▶ What the task requires:
Go through the data and report how many lines include the word "TeamsPipeline", giving only the number.

▶ Input for this task:
================================
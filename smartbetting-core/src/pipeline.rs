//! The teams snapshot pipeline.
//!
//! A run moves through four stages in order: Fetch → Transform → Serialize →
//! Upload. It ends in one of two states. On Success every record landed in
//! the destination object. On Failure the first failing stage aborted the
//! run and its error is returned. No stage is retried or skipped, and there
//! is no partial success.

use crate::convert::{records_to_mappings, to_json_text};
use crate::error::PipelineError;
use crate::lake::{Bucket, Catalog, DestinationKey, Schema, Table};
use crate::source::{TeamsSource, fetch_teams};
use crate::storage::{ObjectSink, upload};
use chrono::NaiveDate;
use std::fmt;
use std::sync::Arc;
use tracing::{error, info};

/// Stage of a pipeline run.
#[derive(Debug, Clone, Copy, PartialEq, Eq)]
pub enum PipelineStage {
    Fetch,
    Transform,
    Serialize,
    Upload,
}

impl fmt::Display for PipelineStage {
    fn fmt(&self, f: &mut fmt::Formatter<'_>) -> fmt::Result {
        match self {
            PipelineStage::Fetch => write!(f, "fetch"),
            PipelineStage::Transform => write!(f, "transform"),
            PipelineStage::Serialize => write!(f, "serialize"),
            PipelineStage::Upload => write!(f, "upload"),
        }
    }
}

/// Outcome of a successful run.
#[derive(Debug, Clone, PartialEq, Eq)]
pub struct PipelineReport {
    /// Number of team records written.
    pub records: usize,
    pub bucket: String,
    pub key: String,
    /// Size of the uploaded JSON text in bytes.
    pub bytes: usize,
}

/// Fetches teams from a source and writes a dated JSON snapshot to a sink.
pub struct TeamsPipeline {
    source: Arc<dyn TeamsSource>,
    sink: Arc<dyn ObjectSink>,
    bucket: Bucket,
    catalog: Catalog,
    schema: Schema,
    table: Table,
}

impl TeamsPipeline {
    pub fn new(
        source: Arc<dyn TeamsSource>,
        sink: Arc<dyn ObjectSink>,
        bucket: Bucket,
        catalog: Catalog,
        schema: Schema,
        table: Table,
    ) -> Self {
        Self {
            source,
            sink,
            bucket,
            catalog,
            schema,
            table,
        }
    }

    /// The NBA teams table in the bronze layer of the smartbetting lake.
    pub fn bronze_teams(source: Arc<dyn TeamsSource>, sink: Arc<dyn ObjectSink>) -> Self {
        Self::new(
            source,
            sink,
            Bucket::LakeSmartbetting,
            Catalog::Nba,
            Schema::Bronze,
            Table::Teams,
        )
    }

    /// Destination key for a snapshot taken on `date`.
    pub fn destination_key(&self, date: NaiveDate) -> DestinationKey {
        DestinationKey::new(self.catalog, self.schema, self.table, date)
    }

    /// Run once, dated with today's local calendar date.
    pub async fn run(&self) -> Result<PipelineReport, PipelineError> {
        self.run_on(chrono::Local::now().date_naive()).await
    }

    /// Run once, dated with `date`.
    pub async fn run_on(&self, date: NaiveDate) -> Result<PipelineReport, PipelineError> {
        match self.execute(date).await {
            Ok(report) => {
                info!(
                    records = report.records,
                    bucket = %report.bucket,
                    key = %report.key,
                    "Successfully processed and uploaded {} teams to S3",
                    report.records
                );
                Ok(report)
            }
            Err(e) => {
                error!(stage = %e.stage(), "Error in teams data pipeline: {}", e);
                Err(e)
            }
        }
    }

    async fn execute(&self, date: NaiveDate) -> Result<PipelineReport, PipelineError> {
        let teams = fetch_teams(self.source.as_ref())
            .await
            .ok_or(PipelineError::FetchFailed)?;

        let mappings = records_to_mappings(&teams)?;

        let json_text = to_json_text(&mappings)?;

        let key = self.destination_key(date).to_string();
        upload(self.sink.as_ref(), &json_text, self.bucket, &key).await?;

        Ok(PipelineReport {
            records: mappings.len(),
            bucket: self.bucket.to_string(),
            key,
            bytes: json_text.len(),
        })
    }
}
================================
▶ Task result:
2